The bill would make converting to a national bank charter easy for thrifts and promises to protect their unique powers. However, converted thrifts would still be required to fund home loans and may be forced to forfeit their protected powers in a sale.
Although the legislation would permit national banks to do anything federal thrifts may do today, it's still unclear exactly what that would mean. For example, would thrifts be able to continue nationwide lending programs under the Office of Thrift Supervision's right to preempt state laws? And would that plum be handed to national banks?
The assessment of the legislation's impact began in earnest Wednesday as the House banking panel released the final draft of its bill. Next, House GOP leaders will set a time limit on the Commerce Committee's consideration. The latter panel is not expected to alter the provisions governing thrift charter conversions.
Supportive lawmakers insist the legislation does no harm.
"There's no reason for thrifts to complain," said Rep. Bill McCollum, R- Fla., who sponsored the charter conversion plan in the sweeping financial reform bill approved June 20 by the House Banking Committee. "We've done a lot to give them protection."
But thrift leaders are complaining.
"Most of the changes would cause an immediate writedown of an institution's capital value," said Robert R. Davis, director of government relations for America's Community Bankers.
Under the banking panel's bill, federal thrifts would be allowed to convert to national or state bank charters or to state-chartered thrifts.
The bulk of federal thrifts are expected to become national banks, and lawmakers have tried to make the switch easy.

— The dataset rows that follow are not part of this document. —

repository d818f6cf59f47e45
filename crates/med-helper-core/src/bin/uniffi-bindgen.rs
fn main() {
    uniffi::uniffi_bindgen_main()
}
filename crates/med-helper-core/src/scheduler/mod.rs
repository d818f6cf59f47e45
//! Medication reminder scheduling.
//!
//! Two entry points share one view of the medication list:
//!
//! - [`ReminderEngine::classify_all`]: windowed due/upcoming/dormant buckets
//!   for the dashboard. Read-only.
//! - [`ReminderEngine::check_due_now`]: exact-minute firing for push
//!   notifications. Stamps `last_reminded` on every medication it fires.

mod classifier;
mod firing;

pub use classifier::*;
pub use firing::*;

use chrono::{DateTime, Duration, FixedOffset};
use thiserror::Error;

use crate::db::{Database, DbError, DbResult};
use crate::models::{Classification, DueCheck, Medication, PersistFailure};

/// Scheduler errors.
#[derive(Error, Debug)]
pub enum SchedulerError {
    #[error("Medication store error: {0}")]
    Store(#[from] DbError),
}

pub type SchedulerResult<T> = Result<T, SchedulerError>;

/// Window sizes for classification and the refire guard.
#[derive(Debug, Clone, Copy, PartialEq, Eq)]
pub struct ReminderPolicy {
    /// Next reminder at most this far away is due
    pub due_window: Duration,
    /// Next reminder at most this far away is upcoming
    pub upcoming_window: Duration,
    /// A fired medication will not fire again within this interval
    pub guard_window: Duration,
}

impl Default for ReminderPolicy {
    fn default() -> Self {
        Self {
            due_window: Duration::hours(1),
            upcoming_window: Duration::hours(4),
            guard_window: Duration::seconds(300),
        }
    }
}

/// Where the engine reads medications from and records fired reminders.
pub trait MedicationStore {
    /// Every medication, enabled or not.
    fn all_medications(&self) -> DbResult<Vec<Medication>>;

    /// Medications with reminders switched on.
    fn reminder_medications(&self) -> DbResult<Vec<Medication>>;

    /// Atomically set `last_reminded = at` unless it already lies within
    /// `guard` of `at`. Returns whether this caller won the claim.
    fn claim_reminder(&self, id: i64, at: DateTime<FixedOffset>, guard: Duration)
        -> DbResult<bool>;
}

impl MedicationStore for Database {
    fn all_medications(&self) -> DbResult<Vec<Medication>> {
        self.list_medications()
    }

    fn reminder_medications(&self) -> DbResult<Vec<Medication>> {
        self.list_reminder_medications()
    }

    fn claim_reminder(
        &self,
        id: i64,
        at: DateTime<FixedOffset>,
        guard: Duration,
    ) -> DbResult<bool> {
        Database::claim_reminder(self, id, at, guard)
    }
}

/// Reminder engine over a medication store.
pub struct ReminderEngine<'a, S: MedicationStore + ?Sized = Database> {
    store: &'a S,
    classifier: Classifier,
    policy: ReminderPolicy,
}

impl<'a, S: MedicationStore + ?Sized> ReminderEngine<'a, S> {
    /// Create an engine with the given policy.
    pub fn new(store: &'a S, policy: ReminderPolicy) -> Self {
        Self {
            store,
            classifier: Classifier::new(policy),
            policy,
        }
    }

    /// Create an engine with the default windows.
    pub fn with_defaults(store: &'a S) -> Self {
        Self::new(store, ReminderPolicy::default())
    }

    /// The policy in effect.
    pub fn policy(&self) -> &ReminderPolicy {
        &self.policy
    }

    /// Classify every stored medication relative to `now`.
    pub fn classify_all(&self, now: DateTime<FixedOffset>) -> SchedulerResult<Classification> {
        let medications = self.store.all_medications()?;
        Ok(self.classifier.classify(now, &medications))
    }

    /// Fire reminders whose time-of-day is exactly `now`'s minute.
    ///
    /// Each fired medication is claimed individually. A claim lost to
    /// another poller drops that reminder; a claim that errors keeps the
    /// reminder and is reported in `persist_failures`.
    pub fn check_due_now(&self, now: DateTime<FixedOffset>) -> SchedulerResult<DueCheck> {
        let guard = self.policy.guard_window;
        let mut medications = self.store.reminder_medications()?;
        let candidates = fire_due(now, &mut medications, guard);

        let mut check = DueCheck::default();
        for reminder in candidates {
            match self.store.claim_reminder(reminder.medication_id, now, guard) {
                Ok(true) => {
                    tracing::info!(
                        medication_id = reminder.medication_id,
                        name = %reminder.name,
                        "reminder fired"
                    );
                    check.fired.push(reminder);
                }
                Ok(false) => {
                    tracing::debug!(
                        medication_id = reminder.medication_id,
                        "reminder already claimed within guard window"
                    );
                }
                Err(e) => {
                    tracing::warn!(
                        medication_id = reminder.medication_id,
                        error = %e,
                        "failed to persist last_reminded"
                    );
                    check.persist_failures.push(PersistFailure {
                        medication_id: reminder.medication_id,
                        error: e.to_string(),
                    });
                    check.fired.push(reminder);
                }
            }
        }

        Ok(check)
    }
}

For starters, thrifts would not be required to file applications with regulators or pay conversion fees. On the law's two-year anniversary, thrift executives would simply wake up with a new supervisor: the Office of the Comptroller of Currency.
To become a state institution, a thrift would have to follow conversion rules in the state where it is headquartered. The banking panel agreed to let institutions that convert to a state charter keep the word "federal" in their name, however.
Thrifts that want to convert to national banks before the two-year deadline could take advantage of an accelerated approval process. Under that option, a federal thrift would file a conversion notice with the Comptroller's Office stating when the switch would occur. No decision has been made on how much, if anything, an early conversion would cost.
Thrift holding companies would not need Federal Reserve Board approval to convert to bank holding companies when subsidiaries convert.
For three years after the bill's enactment, OTS holding company rules would apply even if the thrift subsidiary converted to a bank charter. That gives thrift owners some breathing room before the Fed's stricter supervision kicks in, said Brian P. Smith, ACB's director of policy and economic research. "The OTS really doesn't attempt to regulate holding companies."
(Two years after enactment, the OTS would be folded into the Comptroller's Office.)
Lawmakers agreed to "grandfather" existing thrift activities, which means thrifts may retain businesses not allowed under the national bank charter.
In addition, thrifts could continue to be affiliated with their commercial parents. Thrifts could keep branches and insurance sales offices that otherwise would be restricted by state laws.
However, the legislation would curb thrifts' ability to branch nationwide. For example, some states prevent banks from serving only a few big markets by requiring them to branch into adjoining counties when they expand. Such laws would apply to thrifts that convert.
Also, state laws requiring institutions to enter by acquisition, rather than starting from scratch, would for the first time apply to converted thrifts.
Though the banking panel voted to eliminate the thrift charter, lawmakers want these institutions to retain their focus on residential lending.
To qualify for grandfathered powers, converted institutions would still have to keep at least 60% of their loans in mortgages, credit cards, and student loans. Consumer loans would be capped at 35% of assets, while commercial loans would be limited to 20% of assets.
Converted thrifts would be forced to divest protected businesses if they grew by merger, unless the resulting institution continues to meet these lending criteria.
Converted institutions also would lose their special powers when sold to any buyer other than another grandfathered institution.